We have an outdoor 3-bay wooden composting setup. Each bay (bin) is approx. 4ft x 3ft x 4 feet deep. Each bay is separated by a removable frame that has 1/8" hardware cloth, which allows for migration between each bay.
The bin has removable fronts for cleaning/emptying, and each top is a hinged wooden frame with metal roofing attached. The back side of the compost bins are vented with 1/8" hardware cloth at the top, middle, and bottom. The entire frame is set approx. 4" into the earth, and has an open bottom for drainage. The bins are not insulated in any way, and are exposed to heat and cold extremes.Starting Conditions:
When I started working with the compost bins in 2008, they had not been very well cared for, yet the few worms I found inside seemed to be doing well despite their living conditions. Bin #1
Contained sticks, wood chips, pine needles, leaves, and a little bit of food that had been mostly composted. The bin was approx. 2/3 composted. I separated the worms from the bin materials, screened out the finished compost, and removed all of the pine needles, hard wood and other woody materials.

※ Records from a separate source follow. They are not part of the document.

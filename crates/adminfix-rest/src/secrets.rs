//! Credential lookup: explicit values first, then the OS keyring

use crate::{auth::ApiKey, Error, Result};
use adminfix_core::models::Config;
use std::collections::HashMap;
use std::sync::Mutex;

pub const KEYRING_SERVICE: &str = "adminfix";

pub trait SecretStore {
    fn get(&self, name: &str) -> Result<Option<String>>;
    fn set(&self, name: &str, value: &str) -> Result<()>;
    /// Removing a missing entry is not an error
    fn delete(&self, name: &str) -> Result<()>;
}

/// Secrets kept in the platform keyring under one service name
pub struct KeyringStore {
    service: String,
}

impl KeyringStore {
    pub fn new(service: impl Into<String>) -> Self {
        Self {
            service: service.into(),
        }
    }
}

impl Default for KeyringStore {
    fn default() -> Self {
        Self::new(KEYRING_SERVICE)
    }
}

impl SecretStore for KeyringStore {
    fn get(&self, name: &str) -> Result<Option<String>> {
        let entry = keyring::Entry::new(&self.service, name)?;
        match entry.get_password() {
            Ok(secret) => Ok(Some(secret)),
            Err(keyring::Error::NoEntry) => Ok(None),
            Err(e) => Err(e.into()),
        }
    }

    fn set(&self, name: &str, value: &str) -> Result<()> {
        let entry = keyring::Entry::new(&self.service, name)?;
        entry.set_password(value)?;
        Ok(())
    }

    fn delete(&self, name: &str) -> Result<()> {
        let entry = keyring::Entry::new(&self.service, name)?;
        match entry.delete_credential() {
            Ok(()) | Err(keyring::Error::NoEntry) => Ok(()),
            Err(e) => Err(e.into()),
        }
    }
}

/// In-process store, for tests and one-off runs
#[derive(Default)]
pub struct MemoryStore {
    entries: Mutex<HashMap<String, String>>,
}

impl MemoryStore {
    fn entries(&self) -> std::sync::MutexGuard<'_, HashMap<String, String>> {
        self.entries
            .lock()
            .unwrap_or_else(|poisoned| poisoned.into_inner())
    }
}

impl SecretStore for MemoryStore {
    fn get(&self, name: &str) -> Result<Option<String>> {
        Ok(self.entries().get(name).cloned())
    }

    fn set(&self, name: &str, value: &str) -> Result<()> {
        self.entries().insert(name.to_string(), value.to_string());
        Ok(())
    }

    fn delete(&self, name: &str) -> Result<()> {
        self.entries().remove(name);
        Ok(())
    }
}

/// Values given on the command line or through the environment
#[derive(Default, Clone)]
pub struct ExplicitCredentials {
    pub api_key: Option<String>,
    pub email: Option<String>,
    pub password: Option<String>,
}

/// Everything needed to sign in as the admin
pub struct Credentials {
    pub api_key: ApiKey,
    pub email: String,
    password: String,
}

impl Credentials {
    pub fn resolve(
        explicit: ExplicitCredentials,
        store: &dyn SecretStore,
        config: &Config,
    ) -> Result<Self> {
        let api_key = Self::resolve_api_key(explicit.api_key, store, config)?;

        let email = non_empty(explicit.email)
            .or_else(|| config.admin.email.clone())
            .ok_or_else(|| {
                Error::MissingCredential(
                    "admin email (set ADMINFIX_ADMIN_EMAIL or `adminfix config init`)".to_string(),
                )
            })?;

        let password = match non_empty(explicit.password) {
            Some(password) => password,
            None => store
                .get(&config.admin.password_keychain)?
                .ok_or_else(|| {
                    Error::MissingCredential(
                        "admin password (set ADMINFIX_ADMIN_PASSWORD or run `adminfix credentials set`)"
                            .to_string(),
                    )
                })?,
        };

        Ok(Self {
            api_key,
            email,
            password,
        })
    }

    /// Only the project key, for calls that do not sign in
    pub fn resolve_api_key(
        explicit: Option<String>,
        store: &dyn SecretStore,
        config: &Config,
    ) -> Result<ApiKey> {
        let key = match non_empty(explicit) {
            Some(key) => key,
            None => store
                .get(&config.project.api_key_keychain)?
                .ok_or_else(|| {
                    Error::MissingCredential(
                        "API key (set ADMINFIX_API_KEY or run `adminfix credentials set`)"
                            .to_string(),
                    )
                })?,
        };
        ApiKey::new(key)
    }

    pub fn password(&self) -> &str {
        &self.password
    }
}

impl std::fmt::Debug for Credentials {
    fn fmt(&self, f: &mut std::fmt::Formatter<'_>) -> std::fmt::Result {
        f.debug_struct("Credentials")
            .field("api_key", &self.api_key)
            .field("email", &self.email)
            .field("password", &"***")
            .finish()
    }
}

fn non_empty(value: Option<String>) -> Option<String> {
    value.filter(|v| !v.trim().is_empty())
}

I placed fresh bedding materials (shredded newspaper and cardboard), semi-composted food from the other bins, and leaves in to the bin, added all of the worms I found in the 3 bins and started fresh.
Was filled with completed compost and a mixture of unprocessed wood chips. I screened the wood chips out, and had a medium sized wheelbarrow full of finished compost, very nice, clean, and rich with a wonderful, earthy aroma.
This compost went into bin#3 to cure.Bin #3
Contained wood chips, sawdust, leaves, sticks, and some decomposing veggies. I cleaned this bed completely out and placed all of the finished compost into it to cure out.
A local worm farm provided us with a mixed batch of bed-run red worms and red wigglers, approx 5 pounds plus cocoons. I added them into bin #1, along with 2 18-gallon tubs of kitchen scraps and a 2-30 gallon trash cans of brown, semi-composted leaves. I checked and watered the bins 2-3 times a week, and the staff added small amounts of fresh food waste daily.Fast forward to 2014:
The bins are producing a large wheelbarrow of fresh compost every 4-6 weeks, and the worm population is constantly growing. The staff add food waste every day, and add paper and leaves as needed to keep a proper mix of brown/green.
I can't tell you the exact amount, but I do estimate we have around 50,000 - 60,000 worms
working. Even after a particularly cold winter we lost very few worms, and the population is very healthy and active.
The system is used to enrich our gardens and landscaping, and we teach Environmental Education students about the value and importance of vermicomposting and reducing waste.